▶ _Extracted material_
--- START ---
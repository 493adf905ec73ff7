//! # ai-lib-dispatch
//!
//! 多工作者并发调度与汇总运行时：将同一任务分发给多个 AI 模型，汇总成功结果并可选地进行归约。
//!
//! Concurrent multi-worker dispatch and aggregation. One job (instructions plus
//! content) is sent to many AI workers at once; their answers are collected,
//! partial failures are tolerated, and an optional reducer worker synthesizes
//! the successful answers into one.
//!
//! ## Overview
//!
//! A run goes through four stages:
//!
//! 1. **Admission**: workers whose context window cannot hold the job (with a
//!    safety margin) are rejected before anything is dispatched.
//! 2. **Map**: one task per admitted worker, each gated by that worker's
//!    concurrency and throughput limiter.
//! 3. **Aggregate**: outputs and failures are partitioned and classified as
//!    success, partial failure or total failure.
//! 4. **Reduce** (optional): the successful outputs go to one more worker.
//!
//! The remote call itself is not part of this crate: applications plug their
//! provider client in through [`Worker`].
//!
//! ## Quick Start
//!
//! ```rust,no_run
//! use ai_lib_dispatch::{DispatchConfig, FnWorker, Job, Orchestrator, WorkerError};
//! use std::sync::Arc;
//! use tokio_util::sync::CancellationToken;
//!
//! #[tokio::main]
//! async fn main() -> ai_lib_dispatch::Result<()> {
//!     let config = DispatchConfig::from_file("dispatch.yaml")?.apply_env_overrides();
//!     let worker = Arc::new(FnWorker::new(|id: String, _job: Arc<Job>, _cancel: CancellationToken| async move {
//!         Ok::<_, WorkerError>(format!("answer from {}", id))
//!     }));
//!
//!     let orchestrator = Orchestrator::from_config(&config, worker)?;
//!     let report = orchestrator
//!         .run(&CancellationToken::new(), "Summarize", "...content...")
//!         .await?;
//!     println!("{:?}", report.reduced);
//!     report.into_result()?;
//!     Ok(())
//! }
//! ```
//!
//! ## Module Organization
//!
//! | Module | Description |
//! |--------|-------------|
//! | [`admission`] | Token-budget compatibility filter |
//! | [`catalog`] | Worker descriptors and catalog lookup |
//! | [`config`] | YAML configuration with env overrides |
//! | [`dispatch`] | Fan-out engine, failure classification and reduction |
//! | [`job`] | The immutable unit of work |
//! | [`orchestrator`] | End-to-end pipeline with persistence |
//! | [`persist`] | Artifact stores |
//! | [`resilience`] | Per-worker rate limiters and their registry |
//! | [`telemetry`] | Structured dispatch events and sinks |
//! | [`tokens`] | Token estimation |
//! | [`worker`] | The injected remote call |

pub mod admission;
pub mod catalog;
pub mod config;
pub mod dispatch;
pub mod error_code;
pub mod job;
pub mod orchestrator;
pub mod persist;
pub mod resilience;
pub mod telemetry;
pub mod tokens;
pub mod worker;

// Re-export main types for convenience
pub use admission::{AdmissionReport, CompatibilityFilter, CompatibilityResult, IncompatibleReason};
pub use catalog::{StaticCatalog, WorkerCatalog, WorkerDescriptor};
pub use config::DispatchConfig;
pub use dispatch::{DispatchEngine, Reducer, RunOutcome, RunReport, RunStats};
pub use error::{DispatchError, WorkerFailure};
pub use error_code::ErrorKind;
pub use job::Job;
pub use orchestrator::{Orchestrator, PipelineReport};
pub use persist::{ArtifactStore, FsArtifactStore};
pub use resilience::{LimiterDefaults, LimiterRegistry, RateLimiter, RateLimiterConfig};
pub use telemetry::{DispatchEvent, EventSink};
pub use tokens::{HeuristicEstimator, TokenEstimator};
pub use worker::{FnWorker, Worker, WorkerError};

/// Result type alias for the library
pub type Result<T> = std::result::Result<T, Error>;

/// Error type for the library
pub mod error;
pub use error::{Error, ErrorContext};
--- END ---
▶ _Directions for this task_
Which lines in the data above hold the word "with"? Return each of them.

▶ _Exercise response_
//! 1. **Admission**: workers whose context window cannot hold the job (with a
//! | [`config`] | YAML configuration with env overrides |
//! | [`orchestrator`] | End-to-end pipeline with persistence |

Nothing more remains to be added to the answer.